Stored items
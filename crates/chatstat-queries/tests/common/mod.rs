#![allow(dead_code)]

use chatstat_core::{AnalyticsConfig, Message, UserSelector};
use serde_json::json;
use std::path::Path;

pub const MIN: i64 = 60_000;
// 2024-05-01 00:00:00 UTC
pub const START: i64 = 1_714_521_600_000;

/// Direct chat between r and p, plus a three-person group
pub fn sample_stream() -> serde_json::Value {
    json!([
        ["0_10", "0_2", ["hej", "co", "tam"], START],
        ["0_10", "0_2", ["jesteś", "?"], START + 5 * MIN],
        ["0_10", "0_1", ["jestem", "😀"], START + 10 * MIN],
        ["0_10", "0_1", ["co", "tam", "u", "ciebie"], START + 11 * MIN],
        ["0_11", "0_1", ["hej", "wszystkim"], START],
        ["0_11", "0_2", ["siema", "👍"], START + MIN],
        ["0_11", "0_3", ["co", "tam"], START + 2 * MIN],
    ])
}

pub fn sample_users() -> serde_json::Value {
    json!({
        "0_1": ["Root", "male"],
        "0_2": ["Peer", "female"],
        "0_3": ["Third", "unknown"],
    })
}

pub fn sample_titles() -> serde_json::Value {
    json!({"0_10": "Root & Peer", "0_11": "Weekend"})
}

/// Write the sample inputs under `dir` using the default file layout
pub fn write_inputs(dir: &Path) {
    std::fs::write(
        dir.join("0_conversations.json"),
        serde_json::to_string(&sample_stream()).unwrap(),
    )
    .unwrap();
    std::fs::write(
        dir.join("0_users.json"),
        serde_json::to_string(&sample_users()).unwrap(),
    )
    .unwrap();
    std::fs::write(
        dir.join("0_conversation_titles.json"),
        serde_json::to_string(&sample_titles()).unwrap(),
    )
    .unwrap();
}

pub fn sample_config(dir: &Path) -> AnalyticsConfig {
    AnalyticsConfig {
        output_dir: dir.to_path_buf(),
        user_id: UserSelector::parse("0_1"),
        ..Default::default()
    }
}

pub fn sample_messages() -> Vec<Message> {
    chatstat_core::parse_messages(&sample_stream()).unwrap()
}
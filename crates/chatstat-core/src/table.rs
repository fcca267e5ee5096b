//! Tabular and structured query results

use chatstat_ids::repair_text;
use serde::Serialize;
use serde_json::{Map, Value};
use std::fmt;

/// One value in a result row
#[derive(Debug, Clone, PartialEq, Eq, Serialize)]
#[serde(untagged)]
pub enum Cell {
    Text(String),
    Int(i64),
    Bool(bool),
}

impl Cell {
    /// Text cell with mojibake repaired
    pub fn text(value: &str) -> Self {
        Cell::Text(repair_text(value).into_owned())
    }
}

impl fmt::Display for Cell {
    fn fmt(&self, f: &mut fmt::Formatter<'_>) -> fmt::Result {
        match self {
            Cell::Text(s) => f.write_str(s),
            Cell::Int(n) => write!(f, "{}", n),
            Cell::Bool(b) => write!(f, "{}", b),
        }
    }
}

impl From<&str> for Cell {
    fn from(value: &str) -> Self {
        Cell::Text(value.to_string())
    }
}

impl From<String> for Cell {
    fn from(value: String) -> Self {
        Cell::Text(value)
    }
}

impl From<i64> for Cell {
    fn from(value: i64) -> Self {
        Cell::Int(value)
    }
}

impl From<usize> for Cell {
    fn from(value: usize) -> Self {
        Cell::Int(i64::try_from(value).unwrap_or(i64::MAX))
    }
}

impl From<bool> for Cell {
    fn from(value: bool) -> Self {
        Cell::Bool(value)
    }
}

/// Rows under a fixed header
#[derive(Debug, Clone, Default, PartialEq, Eq)]
pub struct Table {
    columns: Vec<String>,
    rows: Vec<Vec<Cell>>,
}

impl Table {
    pub fn new<S: Into<String>>(columns: impl IntoIterator<Item = S>) -> Self {
        Self {
            columns: columns.into_iter().map(Into::into).collect(),
            rows: Vec::new(),
        }
    }

    pub fn push_row(&mut self, row: Vec<Cell>) {
        debug_assert_eq!(row.len(), self.columns.len(), "row width must match header");
        self.rows.push(row);
    }

    pub fn columns(&self) -> &[String] {
        &self.columns
    }

    pub fn rows(&self) -> &[Vec<Cell>] {
        &self.rows
    }

    pub fn len(&self) -> usize {
        self.rows.len()
    }

    pub fn is_empty(&self) -> bool {
        self.rows.is_empty()
    }

    /// Index of a column by name
    pub fn column(&self, name: &str) -> Option<usize> {
        self.columns.iter().position(|c| c == name)
    }

    /// Rows as JSON objects keyed by column name
    pub fn to_records(&self) -> Value {
        let records = self
            .rows
            .iter()
            .map(|row| {
                let object: Map<String, Value> = self
                    .columns
                    .iter()
                    .cloned()
                    .zip(row.iter().map(cell_to_json))
                    .collect();
                Value::Object(object)
            })
            .collect();
        Value::Array(records)
    }
}

fn cell_to_json(cell: &Cell) -> Value {
    match cell {
        Cell::Text(s) => Value::String(s.clone()),
        Cell::Int(n) => Value::from(*n),
        Cell::Bool(b) => Value::Bool(*b),
    }
}

/// What a query hands back for persistence
#[derive(Debug, Clone, PartialEq)]
pub enum QueryOutput {
    Table(Table),
    Document(Value),
}

impl QueryOutput {
    pub fn as_table(&self) -> Option<&Table> {
        match self {
            QueryOutput::Table(table) => Some(table),
            QueryOutput::Document(_) => None,
        }
    }

    pub fn to_json(&self) -> Value {
        match self {
            QueryOutput::Table(table) => table.to_records(),
            QueryOutput::Document(value) => value.clone(),
        }
    }
}

#[cfg(test)]
mod tests {
    use super::*;
    use serde_json::json;

    #[test]
    fn test_cell_display() {
        assert_eq!(Cell::from("a").to_string(), "a");
        assert_eq!(Cell::from(3usize).to_string(), "3");
        assert_eq!(Cell::from(true).to_string(), "true");
    }

    #[test]
    fn test_cell_text_repairs_mojibake() {
        assert_eq!(Cell::text("\u{c5}\u{82}"), Cell::Text("ł".to_string()));
    }

    #[test]
    fn test_table_to_records() {
        let mut table = Table::new(["name", "count"]);
        table.push_row(vec![Cell::from("Łukasz"), Cell::from(2usize)]);
        assert_eq!(table.to_records(), json!([{"name": "Łukasz", "count": 2}]));
        assert_eq!(table.column("count"), Some(1));
    }

    #[test]
    fn test_output_as_table() {
        let output = QueryOutput::Document(json!({"a": 1}));
        assert!(output.as_table().is_none());
        assert_eq!(output.to_json(), json!({"a": 1}));
    }
}
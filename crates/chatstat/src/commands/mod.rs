pub mod list;
pub mod run;
pub mod version;
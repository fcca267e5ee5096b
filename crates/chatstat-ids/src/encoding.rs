//! Repair of text that was decoded as Latin-1 but stored as UTF-8
//!
//! Chat exports commonly escape UTF-8 bytes one per code point, so "ó"
//! arrives as "Ã³". Reinterpreting the code points as bytes recovers the
//! original text.

use std::borrow::Cow;
use tracing::{debug, warn};

/// Re-encode `value` if it looks like byte-per-char mojibake.
///
/// ASCII and text that already holds code points above U+00FF are returned
/// untouched. When the reinterpreted bytes are not valid UTF-8 the original
/// value is kept. The failure is a warning only when the text holds a
/// UTF-8 lead byte followed by a continuation byte; correctly decoded text
/// such as "café" logs at debug.
pub fn repair_text(value: &str) -> Cow<'_, str> {
    if value.is_ascii() {
        return Cow::Borrowed(value);
    }

    let mut bytes = Vec::with_capacity(value.len());
    for ch in value.chars() {
        match u8::try_from(u32::from(ch)) {
            Ok(byte) => bytes.push(byte),
            Err(_) => return Cow::Borrowed(value),
        }
    }

    match String::from_utf8(bytes) {
        Ok(repaired) => Cow::Owned(repaired),
        Err(err) => {
            if has_escaped_sequence(value) {
                warn!(value, error = %err, "could not re-encode text, keeping original");
            } else {
                debug!(value, "text is already decoded, keeping original");
            }
            Cow::Borrowed(value)
        }
    }
}

/// True when a char in the lead range 0xC2..=0xF4 is followed by one in
/// the continuation range 0x80..=0xBF
fn has_escaped_sequence(value: &str) -> bool {
    let chars: Vec<char> = value.chars().collect();
    chars.windows(2).any(|pair| {
        ('\u{c2}'..='\u{f4}').contains(&pair[0]) && ('\u{80}'..='\u{bf}').contains(&pair[1])
    })
}
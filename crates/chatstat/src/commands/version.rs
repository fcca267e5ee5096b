pub fn run() -> anyhow::Result<()> {
    println!("chatstat {}", env!("CARGO_PKG_VERSION"));
    println!("Conversation analytics over anonymized chat exports");
    Ok(())
}

#[cfg(test)]
mod tests {
    use super::*;

    #[test]
    fn test_version_output() {
        let result = run();
        assert!(result.is_ok());
    }
}
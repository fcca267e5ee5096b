//! The query contract every aggregation implements

use crate::bucket::{bucket_label, Granularity};
use crate::classifier::Classification;
use crate::config::{AnalyticsConfig, UserSelector};
use crate::error::{AnalyticsError, Result};
use crate::message::Message;
use crate::persist::persist_output;
use crate::table::QueryOutput;
use chatstat_ids::{ConversationMap, UserMap};
use std::fmt;
use std::path::PathBuf;
use tracing::info;

/// Auxiliary values a query may require from its context
#[derive(Debug, Clone, Copy, PartialEq, Eq, Hash)]
pub enum ContextKey {
    UsersMap,
    ConversationsMap,
    Groups,
}

impl ContextKey {
    pub fn as_str(&self) -> &'static str {
        match self {
            ContextKey::UsersMap => "users_map",
            ContextKey::ConversationsMap => "conversations_map",
            ContextKey::Groups => "groups",
        }
    }
}

impl fmt::Display for ContextKey {
    fn fmt(&self, f: &mut fmt::Formatter<'_>) -> fmt::Result {
        f.write_str(self.as_str())
    }
}

/// Read-only state shared by every query in a run
#[derive(Debug, Clone, Copy)]
pub struct QueryContext<'a> {
    config: &'a AnalyticsConfig,
    users: Option<&'a UserMap>,
    conversations: Option<&'a ConversationMap>,
    groups: Option<&'a Classification>,
}

impl<'a> QueryContext<'a> {
    pub fn new(config: &'a AnalyticsConfig) -> Self {
        Self {
            config,
            users: None,
            conversations: None,
            groups: None,
        }
    }

    pub fn with_users(mut self, users: &'a UserMap) -> Self {
        self.users = Some(users);
        self
    }

    pub fn with_conversations(mut self, conversations: &'a ConversationMap) -> Self {
        self.conversations = Some(conversations);
        self
    }

    pub fn with_groups(mut self, groups: &'a Classification) -> Self {
        self.groups = Some(groups);
        self
    }

    pub fn config(&self) -> &'a AnalyticsConfig {
        self.config
    }

    pub fn has(&self, key: ContextKey) -> bool {
        match key {
            ContextKey::UsersMap => self.users.is_some(),
            ContextKey::ConversationsMap => self.conversations.is_some(),
            ContextKey::Groups => self.groups.is_some(),
        }
    }

    pub fn users(&self, query_id: &str) -> Result<&'a UserMap> {
        self.users.ok_or_else(|| missing(query_id, ContextKey::UsersMap))
    }

    pub fn conversations(&self, query_id: &str) -> Result<&'a ConversationMap> {
        self.conversations
            .ok_or_else(|| missing(query_id, ContextKey::ConversationsMap))
    }

    pub fn groups(&self, query_id: &str) -> Result<&'a Classification> {
        self.groups.ok_or_else(|| missing(query_id, ContextKey::Groups))
    }
}

fn missing(query_id: &str, key: ContextKey) -> AnalyticsError {
    AnalyticsError::MissingContext {
        query_id: query_id.to_string(),
        key,
    }
}

/// Concrete root user out of a selector, or `RootUserRequired`
pub fn require_user<'s>(selector: &'s UserSelector, query_id: &str) -> Result<&'s str> {
    selector
        .user_id()
        .ok_or_else(|| AnalyticsError::RootUserRequired {
            query_id: query_id.to_string(),
        })
}

/// A single aggregation over the message stream.
///
/// Implementors provide `compute`; `run` wraps it with input checks,
/// persistence and logging.
pub trait Query: Send + Sync {
    /// Stable identifier used in output file names
    fn id(&self) -> &str;

    /// Output file extension, `.csv` for tables
    fn extension(&self) -> &str {
        ".csv"
    }

    /// Bucket granularity for time-windowed grouping
    fn granularity(&self) -> Granularity {
        Granularity::Day
    }

    /// Context keys that must be present before `compute` runs
    fn required_context(&self) -> &[ContextKey] {
        &[]
    }

    /// Whether the query fails with `RootUserRequired` when the
    /// configured user is `all`
    fn requires_root_user(&self) -> bool {
        false
    }

    /// Pure function of the stream and the read-only context
    fn compute(&self, messages: &[Message], context: &QueryContext<'_>) -> Result<QueryOutput>;

    fn bucket(&self, timestamp_ms: i64) -> String {
        bucket_label(timestamp_ms, self.granularity())
    }

    fn output_path(&self, config: &AnalyticsConfig) -> PathBuf {
        config.output_path(self.id(), self.extension())
    }

    /// Validate, compute and persist; returns the written path
    fn run(&self, messages: &[Message], context: &QueryContext<'_>) -> Result<PathBuf> {
        info!(query = self.id(), "execution started");

        if messages.is_empty() {
            return Err(AnalyticsError::EmptyInput {
                query_id: self.id().to_string(),
            });
        }
        if let Some(&key) = self.required_context().iter().find(|&&k| !context.has(k)) {
            return Err(missing(self.id(), key));
        }

        let output = self.compute(messages, context)?;
        let path = self.output_path(context.config());
        persist_output(&output, &path)?;

        info!(query = self.id(), path = %path.display(), "execution finished, results saved");
        Ok(path)
    }
}
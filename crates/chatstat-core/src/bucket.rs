//! Timestamp truncation into bucket labels

use chrono::{DateTime, Utc};
use serde::{Deserialize, Serialize};

/// Truncation applied to a timestamp before it is used as a grouping key
#[derive(Debug, Clone, Copy, PartialEq, Eq, Default, Serialize, Deserialize)]
#[serde(rename_all = "lowercase")]
pub enum Granularity {
    #[default]
    Day,
    Hour,
    Minute,
    Second,
}

impl Granularity {
    pub fn format(&self) -> &'static str {
        match self {
            Granularity::Day => "%Y-%m-%d",
            Granularity::Hour => "%Y-%m-%d %H:00:00",
            Granularity::Minute => "%Y-%m-%d %H:%M:00",
            Granularity::Second => "%Y-%m-%d %H:%M:%S",
        }
    }
}

/// UTC time of an epoch-millisecond timestamp; out-of-range values clamp to the epoch
pub fn to_datetime(timestamp_ms: i64) -> DateTime<Utc> {
    DateTime::from_timestamp_millis(timestamp_ms).unwrap_or_default()
}

pub fn bucket_label(timestamp_ms: i64, granularity: Granularity) -> String {
    to_datetime(timestamp_ms)
        .format(granularity.format())
        .to_string()
}
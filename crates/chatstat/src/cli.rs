use clap::{ArgAction, Args, Parser, Subcommand};
use std::path::PathBuf;
use tracing::Level;

#[derive(Parser)]
#[command(name = "chatstat")]
#[command(version)]
#[command(about = "Analytics over anonymized chat message exports")]
pub struct Cli {
    /// Verbosity: -v for progress logging, -vv for debug output
    #[arg(short, long, action = ArgAction::Count, global = true)]
    pub verbose: u8,

    #[command(subcommand)]
    pub command: Commands,
}

#[derive(Subcommand)]
pub enum Commands {
    /// Run analytics queries over a message stream
    Run(RunArgs),

    /// List registered queries
    List,

    /// Print version information
    Version,
}

#[derive(Args, Debug, Default)]
pub struct RunArgs {
    /// JSON config file; flags below override its values
    #[arg(short, long)]
    pub config: Option<PathBuf>,

    /// Directory holding inputs and receiving query results
    #[arg(short, long)]
    pub output_dir: Option<PathBuf>,

    /// Prefix added to each identifier and output file
    #[arg(long)]
    pub prefix: Option<String>,

    /// Query indices or ids to run (all when omitted)
    #[arg(short, long, value_delimiter = ',')]
    pub queries: Vec<String>,

    /// Root user id for per-user queries, or "all".
    ///
    /// time_to_respond needs a concrete id; with "all" a run that reaches it
    /// stops there.
    #[arg(short, long)]
    pub user_id: Option<String>,

    /// Width of the word sequences counted by most_common_strings
    #[arg(short, long)]
    pub words_count: Option<usize>,

    /// Message stream path (default: {output_dir}/{prefix}_conversations.json)
    #[arg(long)]
    pub messages: Option<PathBuf>,

    /// User map path (default: {output_dir}/{prefix}_users.json)
    #[arg(long)]
    pub users: Option<PathBuf>,

    /// Conversation title map path (default: {output_dir}/{prefix}_conversation_titles.json)
    #[arg(long)]
    pub conversations: Option<PathBuf>,
}

/// Default log level for a `-v` count
pub fn verbosity_level(verbose: u8) -> Level {
    match verbose {
        0 => Level::WARN,
        1 => Level::INFO,
        _ => Level::DEBUG,
    }
}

### What you need to do
Scan the records above for the word "static" and return every line where it occurs.

### Your response
    pub fn as_str(&self) -> &'static str {
    pub fn format(&self) -> &'static str {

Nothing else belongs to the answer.